» TASK:
Every line that holds the word "filename" needs to be copied from the data below.

» PROVIDED RECORDS:
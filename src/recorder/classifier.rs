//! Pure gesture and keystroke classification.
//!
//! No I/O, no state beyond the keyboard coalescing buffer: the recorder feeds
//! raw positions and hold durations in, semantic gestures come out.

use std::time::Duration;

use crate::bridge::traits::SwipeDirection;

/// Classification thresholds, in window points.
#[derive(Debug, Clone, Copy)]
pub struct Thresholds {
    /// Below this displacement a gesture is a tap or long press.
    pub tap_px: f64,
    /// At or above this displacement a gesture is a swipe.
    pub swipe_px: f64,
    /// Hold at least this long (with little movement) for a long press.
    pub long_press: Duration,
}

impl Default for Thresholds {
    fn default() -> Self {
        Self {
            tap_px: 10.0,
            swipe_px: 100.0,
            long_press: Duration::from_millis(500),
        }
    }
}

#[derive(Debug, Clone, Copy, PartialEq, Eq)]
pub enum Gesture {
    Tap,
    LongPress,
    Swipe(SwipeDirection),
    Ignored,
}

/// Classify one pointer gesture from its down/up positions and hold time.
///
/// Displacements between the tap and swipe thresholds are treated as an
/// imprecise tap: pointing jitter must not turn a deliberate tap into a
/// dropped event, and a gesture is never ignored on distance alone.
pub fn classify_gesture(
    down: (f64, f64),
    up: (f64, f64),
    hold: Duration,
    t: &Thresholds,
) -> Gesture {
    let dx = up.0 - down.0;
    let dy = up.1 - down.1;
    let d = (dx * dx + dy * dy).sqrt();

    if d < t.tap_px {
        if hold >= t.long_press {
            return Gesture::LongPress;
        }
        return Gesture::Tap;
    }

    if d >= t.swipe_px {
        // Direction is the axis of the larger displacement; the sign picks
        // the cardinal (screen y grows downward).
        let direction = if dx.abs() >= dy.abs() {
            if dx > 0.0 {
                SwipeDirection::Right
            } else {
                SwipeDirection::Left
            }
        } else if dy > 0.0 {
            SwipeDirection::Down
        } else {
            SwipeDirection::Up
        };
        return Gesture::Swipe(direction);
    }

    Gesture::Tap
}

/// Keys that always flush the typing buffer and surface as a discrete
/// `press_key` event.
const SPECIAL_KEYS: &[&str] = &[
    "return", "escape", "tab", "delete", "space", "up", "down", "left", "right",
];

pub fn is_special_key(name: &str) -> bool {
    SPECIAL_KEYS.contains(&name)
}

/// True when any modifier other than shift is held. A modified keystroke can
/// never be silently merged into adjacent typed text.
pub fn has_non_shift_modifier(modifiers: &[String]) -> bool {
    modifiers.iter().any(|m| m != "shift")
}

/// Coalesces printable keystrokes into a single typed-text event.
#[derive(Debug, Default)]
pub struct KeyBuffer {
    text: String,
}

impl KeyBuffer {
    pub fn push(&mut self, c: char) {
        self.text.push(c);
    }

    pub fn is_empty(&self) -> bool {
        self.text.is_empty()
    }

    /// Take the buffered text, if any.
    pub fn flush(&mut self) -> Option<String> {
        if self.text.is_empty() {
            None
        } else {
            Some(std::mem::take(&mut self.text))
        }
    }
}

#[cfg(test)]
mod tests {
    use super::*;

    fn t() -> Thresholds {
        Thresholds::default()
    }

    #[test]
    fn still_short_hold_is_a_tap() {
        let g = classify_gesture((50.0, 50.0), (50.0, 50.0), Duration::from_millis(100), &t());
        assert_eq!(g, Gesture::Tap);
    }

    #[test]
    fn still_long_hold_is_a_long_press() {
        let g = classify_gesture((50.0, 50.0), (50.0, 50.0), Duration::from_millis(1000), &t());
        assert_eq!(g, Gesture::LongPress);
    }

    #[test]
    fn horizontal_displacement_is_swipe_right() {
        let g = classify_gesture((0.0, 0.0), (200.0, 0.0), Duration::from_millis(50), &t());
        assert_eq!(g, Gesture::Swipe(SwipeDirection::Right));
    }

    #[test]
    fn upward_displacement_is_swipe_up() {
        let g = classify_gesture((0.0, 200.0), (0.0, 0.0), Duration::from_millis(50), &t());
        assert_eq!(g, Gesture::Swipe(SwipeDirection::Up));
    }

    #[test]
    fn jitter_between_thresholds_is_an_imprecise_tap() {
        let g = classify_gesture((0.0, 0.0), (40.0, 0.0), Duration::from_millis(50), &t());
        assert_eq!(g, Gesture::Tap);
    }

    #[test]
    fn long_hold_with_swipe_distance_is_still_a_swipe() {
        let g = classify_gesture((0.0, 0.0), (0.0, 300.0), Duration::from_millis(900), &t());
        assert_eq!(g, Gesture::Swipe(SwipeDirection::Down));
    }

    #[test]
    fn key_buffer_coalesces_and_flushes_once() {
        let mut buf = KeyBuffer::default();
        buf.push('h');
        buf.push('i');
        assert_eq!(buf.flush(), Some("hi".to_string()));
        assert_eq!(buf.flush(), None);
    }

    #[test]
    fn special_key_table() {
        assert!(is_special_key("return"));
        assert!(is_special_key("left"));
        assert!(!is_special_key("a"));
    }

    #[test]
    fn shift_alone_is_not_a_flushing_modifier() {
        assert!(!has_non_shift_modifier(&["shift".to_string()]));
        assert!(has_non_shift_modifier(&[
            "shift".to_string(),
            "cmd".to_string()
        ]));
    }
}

...

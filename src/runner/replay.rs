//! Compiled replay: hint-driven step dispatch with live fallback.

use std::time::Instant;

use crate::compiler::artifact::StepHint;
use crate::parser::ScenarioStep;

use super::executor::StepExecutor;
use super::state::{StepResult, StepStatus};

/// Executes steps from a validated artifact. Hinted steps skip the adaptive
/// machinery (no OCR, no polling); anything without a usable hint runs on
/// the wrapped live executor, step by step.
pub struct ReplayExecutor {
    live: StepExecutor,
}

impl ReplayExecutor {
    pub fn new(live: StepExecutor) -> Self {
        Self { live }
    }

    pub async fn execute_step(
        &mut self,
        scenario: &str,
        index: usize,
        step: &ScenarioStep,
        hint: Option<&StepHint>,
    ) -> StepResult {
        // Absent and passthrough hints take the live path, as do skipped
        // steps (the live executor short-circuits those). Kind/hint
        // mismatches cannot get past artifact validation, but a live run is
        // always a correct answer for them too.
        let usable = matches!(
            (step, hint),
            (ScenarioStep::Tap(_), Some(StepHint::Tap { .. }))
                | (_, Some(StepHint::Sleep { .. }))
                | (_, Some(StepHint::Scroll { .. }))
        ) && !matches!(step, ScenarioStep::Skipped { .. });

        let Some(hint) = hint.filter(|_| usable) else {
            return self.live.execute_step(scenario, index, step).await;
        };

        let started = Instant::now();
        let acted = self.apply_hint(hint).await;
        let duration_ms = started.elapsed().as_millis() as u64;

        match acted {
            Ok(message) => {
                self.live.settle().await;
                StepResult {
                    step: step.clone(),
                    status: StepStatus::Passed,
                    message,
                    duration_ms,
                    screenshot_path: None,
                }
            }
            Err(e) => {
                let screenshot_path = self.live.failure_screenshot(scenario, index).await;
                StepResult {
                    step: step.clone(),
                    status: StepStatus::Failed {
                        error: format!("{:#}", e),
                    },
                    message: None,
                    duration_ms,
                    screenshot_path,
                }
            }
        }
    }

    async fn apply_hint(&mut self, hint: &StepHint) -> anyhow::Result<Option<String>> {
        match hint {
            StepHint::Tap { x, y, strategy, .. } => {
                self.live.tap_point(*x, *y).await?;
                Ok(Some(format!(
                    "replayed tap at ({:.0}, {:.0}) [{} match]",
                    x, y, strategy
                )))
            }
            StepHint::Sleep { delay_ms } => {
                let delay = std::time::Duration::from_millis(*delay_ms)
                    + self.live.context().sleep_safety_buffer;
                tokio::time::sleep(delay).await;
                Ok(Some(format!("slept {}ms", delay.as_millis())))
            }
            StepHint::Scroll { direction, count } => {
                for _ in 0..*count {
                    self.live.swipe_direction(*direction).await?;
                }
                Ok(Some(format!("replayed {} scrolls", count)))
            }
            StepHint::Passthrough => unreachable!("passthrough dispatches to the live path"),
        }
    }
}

» EXERCISE RESULT:
filename src/recorder/classifier.rs
filename src/runner/replay.rs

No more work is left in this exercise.